Dans la pratique, la liberté de sortir peut être restreinte pour les personnes souffrant de troubles cognitifs sévères (Alzheimer, démence avancée). C’est là que la loi impose des garde-fous précis :
- Une restriction de sortie (fermeture de portes, code d’accès) n’est jamais automatique : elle doit faire suite à une évaluation médicale individuelle, documentée dans le dossier du résident.
- Seul le médecin peut attester qu’un risque de fugue ou de danger met la vie du résident en péril.
- La famille et le résident (s’il en est capable) sont systématiquement associés à la réflexion et à la décision.
En cas de mesure de protection (tutelle, curatelle), la décision de sortie revient au tuteur ou curateur en fonction de l’autonomie préservée, toujours en privilégiant la volonté de la personne. Il existe aussi des solutions techniques – bracelets GPS, alertes électroniques – pour concilier liberté et sécurité, bien connus dans les structures d’Évreux.
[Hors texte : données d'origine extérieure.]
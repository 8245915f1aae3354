//! Newline-delimited domain lists.

use std::path::Path;
use tracing::debug;

use crate::error::{RankError, Result};

/// Split text into seeds: one per non-blank line, trimmed, order preserved.
pub fn parse_domains(text: &str) -> Vec<String> {
    text.lines()
        .map(str::trim)
        .filter(|line| !line.is_empty())
        .map(String::from)
        .collect()
}

/// Read and parse a domain list file.
pub fn load_domains(path: impl AsRef<Path>) -> Result<Vec<String>> {
    let path = path.as_ref();
    let text = std::fs::read_to_string(path).map_err(|source| RankError::DomainList {
        path: path.to_path_buf(),
        source,
    })?;

    let domains = parse_domains(&text);
    debug!(path = %path.display(), count = domains.len(), "Loaded domain list");
    Ok(domains)
}
//! Ranking aggregator: evaluate every domain and order the results.

use futures::stream::{self, StreamExt};
use std::sync::Arc;
use std::time::Instant;
use tracing::info;

use crate::error::{RankError, Result};
use crate::pipeline::evaluate::DomainEvaluator;
use crate::pipeline::progress::{Progress, ProgressObserver};
use crate::traits::{embedder::Embedder, fetcher::Fetcher};
use crate::types::{
    config::RankConfig,
    report::{DomainResult, RankingReport},
};

/// Join product and audience into the query text.
pub fn build_query(product: &str, audience: &str) -> String {
    format!("{} {}", product, audience)
}

/// Ranks domains by how well their best page matches a product and audience.
///
/// # Example
///
/// ```rust,ignore
/// let ranker = Ranker::new(fetcher, embedder, RankConfig::default())
///     .with_observer(LogProgress);
/// let report = ranker.rank(&domains, "Luxury watches", "Affluent men").await?;
/// ```
pub struct Ranker<F: Fetcher, E> {
    evaluator: DomainEvaluator<F, E>,
    observer: Option<Arc<dyn ProgressObserver>>,
}

impl<F: Fetcher, E: Embedder> Ranker<F, E> {
    pub fn new(fetcher: F, embedder: E, config: RankConfig) -> Self {
        Self {
            evaluator: DomainEvaluator::new(fetcher, embedder, config),
            observer: None,
        }
    }

    /// Report progress after each domain.
    pub fn with_observer(mut self, observer: impl ProgressObserver + 'static) -> Self {
        self.observer = Some(Arc::new(observer));
        self
    }

    /// Rank `domains` against `product` and `audience`.
    ///
    /// Inputs are validated and the query embedded before any page is
    /// fetched. The report holds one row per input domain, sorted by score
    /// descending with ties in input order.
    pub async fn rank(
        &self,
        domains: &[String],
        product: &str,
        audience: &str,
    ) -> Result<RankingReport> {
        if product.trim().is_empty() {
            return Err(RankError::InvalidInput {
                reason: "product description is empty".into(),
            });
        }
        if audience.trim().is_empty() {
            return Err(RankError::InvalidInput {
                reason: "audience description is empty".into(),
            });
        }
        if domains.is_empty() {
            info!("No domains to rank");
            return Ok(RankingReport::default());
        }

        let query = build_query(product, audience);
        let query_vector = self.evaluator.scorer().embed(&query).await?;

        let total = domains.len();
        let concurrency = self.evaluator.config().domain_concurrency.max(1);
        info!(domains = total, concurrency, "Ranking domains");

        let start = Instant::now();
        let query_vector = query_vector.as_slice();
        let mut slots: Vec<Option<DomainResult>> = vec![None; total];
        let mut completed = 0usize;

        let mut evaluations = stream::iter(domains.iter().enumerate())
            .map(|(idx, domain)| async move {
                (idx, self.evaluator.evaluate(domain, query_vector).await)
            })
            .buffer_unordered(concurrency);

        while let Some((idx, result)) = evaluations.next().await {
            completed += 1;
            if let Some(observer) = &self.observer {
                observer.on_domain_done(&Progress::new(completed, total, start.elapsed()), &result);
            }
            slots[idx] = Some(result);
            self.evaluator.fetcher().prune();
        }

        let report = RankingReport::from_input_order(slots.into_iter().flatten().collect());
        info!(
            domains = report.len(),
            with_content = report.domains_with_content(),
            elapsed_ms = start.elapsed().as_millis() as u64,
            "Ranking complete"
        );
        Ok(report)
    }
}
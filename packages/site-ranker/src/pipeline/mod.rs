//! Ranking pipeline.
//!
//! - Domain list loading
//! - Per-domain evaluation (discover → extract → score)
//! - Aggregation into a sorted report, with progress reporting

pub mod domains;
pub mod evaluate;
pub mod progress;
pub mod rank;

pub use domains::{load_domains, parse_domains};
pub use evaluate::DomainEvaluator;
pub use progress::{format_duration, LogProgress, Progress, ProgressObserver};
pub use rank::{build_query, Ranker};
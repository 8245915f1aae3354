//! Site relevance ranking CLI
//!
//! Reads a domain list, ranks every domain against a product and audience
//! description, prints the ranking and writes it as CSV.

use anyhow::{Context, Result};
use clap::Parser;
use colored::Colorize;
use std::process::ExitCode;
use tracing_subscriber::{layer::SubscriberExt, util::SubscriberInitExt};

use site_ranker::{
    load_domains, save_csv, Embedder, HttpFetcher, LogProgress, Ranker,
};

mod config;
mod output;

use config::Cli;
use output::{content_summary, print_table, TerminalProgress};

#[tokio::main]
async fn main() -> ExitCode {
    // Load environment variables
    let _ = dotenvy::dotenv();

    tracing_subscriber::registry()
        .with(
            tracing_subscriber::EnvFilter::try_from_default_env()
                .unwrap_or_else(|_| "info,site_ranker=info".into()),
        )
        .with(
            tracing_subscriber::fmt::layer()
                .with_target(true)
                .with_line_number(true)
                .with_writer(std::io::stderr),
        )
        .init();

    let cli = Cli::parse();

    if let Err(e) = run(cli).await {
        eprintln!("{} {:#}", "Error:".red().bold(), e);
        return ExitCode::from(1);
    }
    ExitCode::SUCCESS
}

async fn run(cli: Cli) -> Result<()> {
    let domains = load_domains(&cli.sites)?;
    tracing::info!(sites = %cli.sites.display(), count = domains.len(), "Domain list loaded");

    let config = cli.rank_config();
    let embedder = cli.embedder().await?;
    tracing::info!(embedder = embedder.name(), "Embedder ready");

    let fetcher = HttpFetcher::from_config(&config).context("Failed to build HTTP client")?;

    let ranker = Ranker::new(fetcher, embedder, config);
    let ranker = if cli.quiet {
        ranker.with_observer(LogProgress)
    } else {
        ranker.with_observer(TerminalProgress)
    };

    let report = ranker
        .rank(&domains, &cli.product, &cli.audience)
        .await
        .context("Ranking failed")?;

    println!();
    print_table(&report, cli.top);
    println!();
    println!("{}", content_summary(&report).bright_cyan());

    if !cli.no_csv {
        save_csv(&report, &cli.output)
            .with_context(|| format!("Failed to write {}", cli.output.display()))?;
        println!("Results written to {}", cli.output.display().to_string().bold());
    }

    Ok(())
}
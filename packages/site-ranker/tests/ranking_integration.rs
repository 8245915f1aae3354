//! Integration tests for the full ranking flow.
//!
//! These tests drive `Ranker` end to end over mock collaborators:
//! 1. Discover candidates on each homepage
//! 2. Extract visible text
//! 3. Score against the query
//! 4. Aggregate and sort

use std::io::Write;
use std::time::{Duration, Instant};

use site_ranker::{
    load_domains, to_csv, MockEmbedder, MockFetcher, RankConfig, RankError, Ranker,
};

/// Helper to build a homepage linking to the given paths.
fn homepage(paths: &[&str]) -> String {
    let anchors: String = paths
        .iter()
        .map(|p| format!(r#"<a href="{}">{}</a>"#, p, p))
        .collect();
    format!("<html><body><nav>{}</nav></body></html>", anchors)
}

fn domains(list: &[&str]) -> Vec<String> {
    list.iter().map(|d| d.to_string()).collect()
}

/// Sequential config without host spacing, so tests run fast.
fn config() -> RankConfig {
    RankConfig::default().with_host_delay(Duration::ZERO)
}

#[tokio::test]
async fn test_reachable_domain_outranks_dead_one() {
    let fetcher = MockFetcher::new()
        .fail_url("https://a.example/")
        .with_html("https://b.example/", homepage(&["/collection"]))
        .with_html(
            "https://b.example/collection",
            "<h1>Luxury watches</h1><p>Affluent men 35+</p>",
        );

    let ranker = Ranker::new(fetcher, MockEmbedder::new(), config());
    let report = ranker
        .rank(
            &domains(&["https://a.example/", "https://b.example/"]),
            "Luxury watches",
            "Affluent men 35+",
        )
        .await
        .unwrap();

    assert_eq!(report.len(), 2);

    let top = report.top().unwrap();
    assert_eq!(top.domain, "https://b.example/");
    assert_eq!(top.best_url.as_deref(), Some("https://b.example/collection"));
    assert!(top.best_score > 0.9, "score was {}", top.best_score);

    let dead = report.get("https://a.example/").unwrap();
    assert_eq!(dead.best_score, 0.0);
    assert_eq!(dead.best_url, None);
    assert_eq!(dead.texts_found, 0);
}

#[tokio::test]
async fn test_one_row_per_domain_sorted_descending() {
    let fetcher = MockFetcher::new()
        .with_html("https://watch.example/", homepage(&["/about"]))
        .with_html("https://watch.example/about", "<p>luxury watches for men</p>")
        .with_html("https://garden.example/", homepage(&["/about"]))
        .with_html("https://garden.example/about", "<p>garden hose repair kit</p>")
        .with_html("https://empty.example/", "<p>no links here</p>");

    let list = domains(&[
        "https://garden.example/",
        "https://empty.example/",
        "https://watch.example/",
        "https://missing.example/",
    ]);

    let report = Ranker::new(fetcher, MockEmbedder::new(), config())
        .rank(&list, "luxury watches", "men")
        .await
        .unwrap();

    assert_eq!(report.len(), list.len());
    assert_eq!(report.top().unwrap().domain, "https://watch.example/");

    let scores: Vec<f32> = report.iter().map(|r| r.best_score).collect();
    assert!(scores.windows(2).all(|w| w[0] >= w[1]), "{:?}", scores);

    // Both degenerate rows keep input order
    let tail: Vec<&str> = report
        .iter()
        .filter(|r| r.best_url.is_none())
        .map(|r| r.domain.as_str())
        .collect();
    assert_eq!(tail, vec!["https://empty.example/", "https://missing.example/"]);
}

#[tokio::test]
async fn test_deep_links_never_fetched() {
    let fetcher = MockFetcher::new()
        .with_html("https://deep.example/", homepage(&["/a/b/c", "/a/b"]))
        .with_html("https://deep.example/a/b", "<p>shallow enough</p>")
        .with_html("https://deep.example/a/b/c", "<p>too deep</p>");

    let report = Ranker::new(fetcher.clone(), MockEmbedder::new(), config())
        .rank(&domains(&["https://deep.example/"]), "shallow", "enough")
        .await
        .unwrap();

    assert_eq!(
        report.top().unwrap().best_url.as_deref(),
        Some("https://deep.example/a/b")
    );
    assert!(!fetcher.calls().iter().any(|u| u.ends_with("/a/b/c")));
}

#[tokio::test]
async fn test_empty_product_makes_no_calls() {
    let fetcher = MockFetcher::new().with_html("https://a.example/", homepage(&["/x"]));
    let embedder = MockEmbedder::new();

    let err = Ranker::new(fetcher.clone(), embedder.clone(), config())
        .rank(&domains(&["https://a.example/"]), "", "men")
        .await
        .unwrap_err();

    assert!(matches!(err, RankError::InvalidInput { .. }));
    assert_eq!(fetcher.call_count(), 0);
    assert_eq!(embedder.embed_call_count(), 0);
}

#[tokio::test]
async fn test_concurrent_ranking_matches_sequential() {
    let mut fetcher = MockFetcher::new().with_latency(Duration::from_millis(5));
    let mut list = Vec::new();
    for i in 0..8 {
        let root = format!("https://site{}.example/", i);
        let words = if i % 3 == 0 { "luxury watches men" } else { "kitchen sink" };
        fetcher = fetcher
            .with_html(root.clone(), homepage(&["/p"]))
            .with_html(format!("{}p", root), format!("<p>{} {}</p>", words, i));
        list.push(root);
    }

    let sequential = Ranker::new(fetcher.clone(), MockEmbedder::new(), config())
        .rank(&list, "luxury watches", "men")
        .await
        .unwrap();
    let concurrent = Ranker::new(
        fetcher,
        MockEmbedder::new(),
        config().with_domain_concurrency(4),
    )
    .rank(&list, "luxury watches", "men")
    .await
    .unwrap();

    assert_eq!(sequential, concurrent);
}

#[tokio::test]
async fn test_default_config_spaces_same_host_requests() {
    let fetcher = MockFetcher::new()
        .with_html("https://slow.example/", homepage(&["/one", "/two"]))
        .with_html("https://slow.example/one", "<p>one</p>")
        .with_html("https://slow.example/two", "<p>two</p>");

    let start = Instant::now();
    let report = Ranker::new(fetcher.clone(), MockEmbedder::new(), RankConfig::default())
        .rank(&domains(&["https://slow.example/"]), "one", "two")
        .await
        .unwrap();

    assert_eq!(report.top().unwrap().texts_found, 2);
    // Three same-host requests at the default 500ms spacing: two waits
    assert!(start.elapsed() >= Duration::from_millis(950), "{:?}", start.elapsed());
    assert_eq!(fetcher.call_count(), 3);
}

#[tokio::test]
async fn test_host_delay_does_not_hold_back_other_hosts() {
    let mut fetcher = MockFetcher::new();
    let mut list = Vec::new();
    for i in 0..4 {
        let root = format!("https://host{}.example/", i);
        fetcher = fetcher.with_html(root.clone(), "<p>no links</p>");
        list.push(root);
    }

    let start = Instant::now();
    let report = Ranker::new(fetcher, MockEmbedder::new(), RankConfig::default())
        .rank(&list, "one", "two")
        .await
        .unwrap();

    assert_eq!(report.len(), 4);
    assert!(start.elapsed() < Duration::from_millis(400), "{:?}", start.elapsed());
}

#[tokio::test]
async fn test_domain_file_to_csv() {
    let mut file = tempfile::NamedTempFile::new().unwrap();
    writeln!(file, "https://b.example/").unwrap();
    writeln!(file).unwrap();
    writeln!(file, "https://a.example/").unwrap();

    let fetcher = MockFetcher::new()
        .with_html("https://b.example/", homepage(&["/shop"]))
        .with_html("https://b.example/shop", "<p>watches</p>");

    let list = load_domains(file.path()).unwrap();
    let report = Ranker::new(fetcher, MockEmbedder::new(), config())
        .rank(&list, "watches", "men")
        .await
        .unwrap();

    let csv = to_csv(&report);
    let lines: Vec<&str> = csv.lines().collect();
    assert_eq!(lines[0], "domain,best_url,match_percent,texts_found");
    assert!(lines[1].starts_with("https://b.example/,https://b.example/shop,"));
    assert!(lines[1].ends_with(",1"));
    assert_eq!(lines[2], "https://a.example/,,0.00,0");
}
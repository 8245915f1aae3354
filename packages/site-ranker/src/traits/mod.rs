//! Core trait abstractions for the ranking library.
//!
//! These traits define the collaborators the pipeline depends on:
//! an HTTP fetcher and an embedding model.

pub mod embedder;
pub mod fetcher;
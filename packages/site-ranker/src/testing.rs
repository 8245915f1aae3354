//! Testing utilities including mock implementations.
//!
//! These are useful for testing applications that use the ranking library
//! without making real network or embedding calls.

use async_trait::async_trait;
use std::collections::HashMap;
use std::sync::{Arc, RwLock};
use std::time::Duration;
use url::Url;

use crate::embedders::HashingEmbedder;
use crate::error::{CrawlError, CrawlResult, EmbedError, EmbedResult};
use crate::traits::{embedder::Embedder, fetcher::Fetcher};
use crate::types::page::FetchedPage;

/// Parse-and-serialise so `https://a.example` and `https://a.example/` match.
fn url_key(url: &str) -> String {
    Url::parse(url)
        .map(|u| u.to_string())
        .unwrap_or_else(|_| url.to_string())
}

/// A mock fetcher serving predefined pages.
///
/// Unknown URLs answer with a 404 error. Clones share pages and call history,
/// so a clone handed to a pipeline can be inspected afterwards.
#[derive(Default, Clone)]
pub struct MockFetcher {
    /// Predefined pages by URL
    pages: Arc<RwLock<HashMap<String, FetchedPage>>>,

    /// URLs that should fail
    fail_urls: Arc<RwLock<Vec<String>>>,

    /// Requested URLs in call order
    calls: Arc<RwLock<Vec<String>>>,

    /// Simulated response time
    latency: Option<Duration>,
}

impl MockFetcher {
    pub fn new() -> Self {
        Self::default()
    }

    /// Serve an HTML body at a URL.
    pub fn with_html(self, url: impl Into<String>, html: impl Into<String>) -> Self {
        self.with_page(FetchedPage::html(url, html))
    }

    /// Add a predefined page, keyed by its URL.
    pub fn with_page(self, page: FetchedPage) -> Self {
        self.pages
            .write()
            .unwrap()
            .insert(url_key(&page.url), page);
        self
    }

    /// Mark a URL as failing with a connection error.
    pub fn fail_url(self, url: impl Into<String>) -> Self {
        self.fail_urls.write().unwrap().push(url_key(&url.into()));
        self
    }

    /// Delay every response.
    pub fn with_latency(mut self, latency: Duration) -> Self {
        self.latency = Some(latency);
        self
    }

    /// Get all URLs requested so far.
    pub fn calls(&self) -> Vec<String> {
        self.calls.read().unwrap().clone()
    }

    pub fn call_count(&self) -> usize {
        self.calls.read().unwrap().len()
    }

    /// Clear call history.
    pub fn clear_calls(&self) {
        self.calls.write().unwrap().clear();
    }
}

#[async_trait]
impl Fetcher for MockFetcher {
    async fn fetch(&self, url: &str) -> CrawlResult<FetchedPage> {
        self.calls.write().unwrap().push(url.to_string());

        if let Some(latency) = self.latency {
            tokio::time::sleep(latency).await;
        }

        let key = url_key(url);
        if self.fail_urls.read().unwrap().contains(&key) {
            return Err(CrawlError::Http(Box::new(std::io::Error::new(
                std::io::ErrorKind::ConnectionRefused,
                "Mock connection refused",
            ))));
        }

        let page = self.pages.read().unwrap().get(&key).cloned();
        match page {
            Some(page) if page.is_success() => Ok(page),
            Some(page) => Err(CrawlError::Status {
                url: url.to_string(),
                status: page.status,
            }),
            None => Err(CrawlError::Status {
                url: url.to_string(),
                status: 404,
            }),
        }
    }

    fn name(&self) -> &str {
        "mock"
    }
}

/// A mock embedder with predefined vectors.
///
/// Texts without a predefined vector fall back to a deterministic
/// [`HashingEmbedder`] of the configured dimension.
#[derive(Clone)]
pub struct MockEmbedder {
    /// Predefined embeddings by text
    embeddings: Arc<RwLock<HashMap<String, Vec<f32>>>>,

    /// Texts whose embedding should fail
    fail_texts: Arc<RwLock<Vec<String>>>,

    /// Embedded texts in call order
    calls: Arc<RwLock<Vec<String>>>,

    fallback: HashingEmbedder,
}

impl Default for MockEmbedder {
    fn default() -> Self {
        Self::new()
    }
}

impl MockEmbedder {
    pub fn new() -> Self {
        Self {
            embeddings: Arc::default(),
            fail_texts: Arc::default(),
            calls: Arc::default(),
            fallback: HashingEmbedder::new(),
        }
    }

    /// Set the fallback embedding dimension.
    pub fn with_dimension(mut self, dim: usize) -> Self {
        self.fallback = self.fallback.with_dimension(dim);
        self
    }

    /// Add a predefined embedding for text.
    pub fn with_embedding(self, text: impl Into<String>, embedding: Vec<f32>) -> Self {
        self.embeddings
            .write()
            .unwrap()
            .insert(text.into(), embedding);
        self
    }

    /// Make embedding this exact text fail.
    pub fn fail_text(self, text: impl Into<String>) -> Self {
        self.fail_texts.write().unwrap().push(text.into());
        self
    }

    /// Get all texts embedded so far.
    pub fn calls(&self) -> Vec<String> {
        self.calls.read().unwrap().clone()
    }

    pub fn embed_call_count(&self) -> usize {
        self.calls.read().unwrap().len()
    }
}

#[async_trait]
impl Embedder for MockEmbedder {
    async fn embed(&self, text: &str) -> EmbedResult<Vec<f32>> {
        self.calls.write().unwrap().push(text.to_string());

        if self.fail_texts.read().unwrap().iter().any(|t| t == text) {
            return Err(EmbedError::Backend("Mock embedding failure".into()));
        }

        let predefined = self.embeddings.read().unwrap().get(text).cloned();
        Ok(predefined.unwrap_or_else(|| self.fallback.vector(text)))
    }

    fn name(&self) -> &str {
        "mock"
    }
}

#[cfg(test)]
mod tests {
    use super::*;

    #[tokio::test]
    async fn test_mock_fetcher() {
        let fetcher = MockFetcher::new()
            .with_html("https://example.com", "<p>hi</p>")
            .with_page(FetchedPage::html("https://example.com/gone", "").with_status(410))
            .fail_url("https://dead.example/");

        let page = fetcher.fetch("https://example.com/").await.unwrap();
        assert_eq!(page.body, "<p>hi</p>");

        assert!(matches!(
            fetcher.fetch("https://example.com/gone").await,
            Err(CrawlError::Status { status: 410, .. })
        ));
        assert!(matches!(
            fetcher.fetch("https://dead.example").await,
            Err(CrawlError::Http(_))
        ));
        assert!(matches!(
            fetcher.fetch("https://example.com/missing").await,
            Err(CrawlError::Status { status: 404, .. })
        ));

        let shared = fetcher.clone();
        assert_eq!(shared.call_count(), 4);
        shared.clear_calls();
        assert_eq!(fetcher.call_count(), 0);
    }

    #[tokio::test]
    async fn test_mock_embedder() {
        let embedder = MockEmbedder::new()
            .with_dimension(16)
            .with_embedding("fixed", vec![1.0, 0.0])
            .fail_text("broken");

        assert_eq!(embedder.embed("fixed").await.unwrap(), vec![1.0, 0.0]);
        assert_eq!(embedder.embed("other").await.unwrap().len(), 16);
        assert!(embedder.embed("broken").await.is_err());
        assert_eq!(embedder.calls(), vec!["fixed", "other", "broken"]);
    }
}
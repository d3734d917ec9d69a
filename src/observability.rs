//! Observability utilities.

use std::sync::OnceLock;
use tracing_subscriber::{fmt, prelude::*, EnvFilter};

use crate::types::ObservabilityConfig;

static TRACING_INIT: OnceLock<()> = OnceLock::new();

/// Initialize tracing subscriber once for the process.
///
/// Filter comes from `RUST_LOG`, falling back to `config.log_level`. Output is
/// compact text unless `config.json_logs` is set or `AGRO_LOG_FORMAT=json`.
/// Logs go to stderr so command output on stdout stays machine-readable.
pub fn init_tracing(config: &ObservabilityConfig) {
    TRACING_INIT.get_or_init(|| {
        let env_filter = EnvFilter::try_from_default_env()
            .unwrap_or_else(|_| EnvFilter::new(&config.log_level));
        let json = config.json_logs
            || std::env::var("AGRO_LOG_FORMAT")
                .map(|v| v.eq_ignore_ascii_case("json"))
                .unwrap_or(false);

        let result = if json {
            tracing_subscriber::registry()
                .with(env_filter)
                .with(fmt::layer().json().with_writer(std::io::stderr))
                .try_init()
        } else {
            tracing_subscriber::registry()
                .with(env_filter)
                .with(fmt::layer().compact().with_writer(std::io::stderr))
                .try_init()
        };

        if let Err(err) = result {
            eprintln!("tracing init skipped: {err}");
        }
    });
}
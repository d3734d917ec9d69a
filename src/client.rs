//! Prediction backend client.
//!
//! The backend exposes two multipart endpoints:
//! - `POST /predict` with `image`, `location`, `crop` → `PredictionResponse`
//! - `POST /recommendations` with `weather_data`, `crop`, `lang` → `AdvisoryResponse`
//!
//! Responses are returned as received; envelope decoding is left to callers.
//! No retries are attempted here.

use async_trait::async_trait;
use reqwest::multipart::{Form, Part};
use serde_json::Value;
use std::path::Path;
use std::time::Instant;
use tracing::{debug, info, warn};

use crate::advisory::AdvisoryResponse;
use crate::prediction::PredictionResponse;
use crate::types::{BackendConfig, Error, Result};
use crate::validation::image_mime;

/// Image upload form.
#[derive(Debug, Clone, PartialEq)]
pub struct ImageUpload {
    pub file_name: String,
    pub bytes: Vec<u8>,
    pub location: String,
    pub crop: String,
}

impl ImageUpload {
    /// Read an image from disk.
    pub fn from_path(path: &Path, location: &str, crop: &str) -> Result<Self> {
        let bytes = std::fs::read(path)?;
        let file_name = path
            .file_name()
            .and_then(|n| n.to_str())
            .ok_or_else(|| Error::validation(format!("{} has no file name", path.display())))?
            .to_string();
        Ok(Self {
            file_name,
            bytes,
            location: location.to_string(),
            crop: crop.to_string(),
        })
    }

    pub fn mime(&self) -> &'static str {
        image_mime(&self.file_name)
    }
}

/// Weather advisory request form.
#[derive(Debug, Clone, PartialEq)]
pub struct AdvisoryRequest {
    /// Pruned forecast, sent as JSON text.
    pub weather_data: Value,
    pub crop: String,
    pub lang: String,
}

/// Backend operations used by the advisor.
#[cfg_attr(test, mockall::automock)]
#[async_trait]
pub trait AdvisoryBackend: Send + Sync {
    /// Upload an image for disease prediction.
    async fn predict(&self, upload: &ImageUpload) -> Result<PredictionResponse>;

    /// Ask for weather-based crop risk advice.
    async fn recommendations(&self, request: &AdvisoryRequest) -> Result<AdvisoryResponse>;
}

/// HTTP implementation of `AdvisoryBackend`.
#[derive(Debug, Clone)]
pub struct HttpBackend {
    base_url: String,
    http_client: reqwest::Client,
}

impl HttpBackend {
    pub fn new(config: &BackendConfig) -> Result<Self> {
        let http_client = reqwest::Client::builder()
            .timeout(config.request_timeout)
            .user_agent(concat!("agro-advisor/", env!("CARGO_PKG_VERSION")))
            .build()?;
        Ok(Self {
            base_url: config.base_url.trim_end_matches('/').to_string(),
            http_client,
        })
    }

    fn endpoint(&self, path: &str) -> String {
        format!("{}/{}", self.base_url, path)
    }

    async fn post_form(&self, path: &str, form: Form) -> Result<reqwest::Response> {
        let url = self.endpoint(path);
        let started = Instant::now();
        let response = self.http_client.post(&url).multipart(form).send().await?;
        let status = response.status();
        info!(
            url = %url,
            status = status.as_u16(),
            elapsed_ms = started.elapsed().as_millis() as u64,
            "Backend call completed"
        );

        if status.is_success() {
            return Ok(response);
        }
        let body = error_body(response, &url).await;
        warn!(url = %url, status = status.as_u16(), "Backend call failed");
        Err(Error::upstream(status.as_u16(), error_message(&body)))
    }
}

#[async_trait]
impl AdvisoryBackend for HttpBackend {
    async fn predict(&self, upload: &ImageUpload) -> Result<PredictionResponse> {
        debug!(
            file_name = %upload.file_name,
            bytes = upload.bytes.len(),
            location = %upload.location,
            crop = %upload.crop,
            "Uploading image for prediction"
        );
        let image = Part::bytes(upload.bytes.clone())
            .file_name(upload.file_name.clone())
            .mime_str(upload.mime())?;
        let form = Form::new()
            .part("image", image)
            .text("location", upload.location.clone())
            .text("crop", upload.crop.clone());

        let response = self.post_form("predict", form).await?;
        Ok(response.json().await?)
    }

    async fn recommendations(&self, request: &AdvisoryRequest) -> Result<AdvisoryResponse> {
        let weather_json = serde_json::to_string(&request.weather_data)?;
        debug!(
            crop = %request.crop,
            lang = %request.lang,
            weather_bytes = weather_json.len(),
            "Requesting weather advisory"
        );
        let form = Form::new()
            .text("weather_data", weather_json)
            .text("crop", request.crop.clone())
            .text("lang", request.lang.clone());

        let response = self.post_form("recommendations", form).await?;
        Ok(response.json().await?)
    }
}

/// Read the body of a failed response; a read failure is logged and yields "".
pub(crate) async fn error_body(response: reqwest::Response, url: &str) -> String {
    match response.text().await {
        Ok(body) => body,
        Err(e) => {
            warn!(url = %url, error = %e, "Failed to read error body");
            String::new()
        }
    }
}

/// Extract `{"error": "..."}` from a backend error body, falling back to the raw text.
fn error_message(body: &str) -> String {
    serde_json::from_str::<Value>(body)
        .ok()
        .and_then(|v| v.get("error").and_then(Value::as_str).map(str::to_owned))
        .unwrap_or_else(|| body.trim().to_string())
}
Exemple local : la résidence Les Terrasses de la Providence
À la Providence, le protocole de sortie encadre les personnes à risque sans stigmatisation. Le personnel a été formé à la “stimulation de l’autonomie” et propose des sorties accompagnées, tandis qu’une équipe de bénévoles (source : témoignage lors d’une porte ouverte en 2022) facilite les promenades hors de l’enceinte.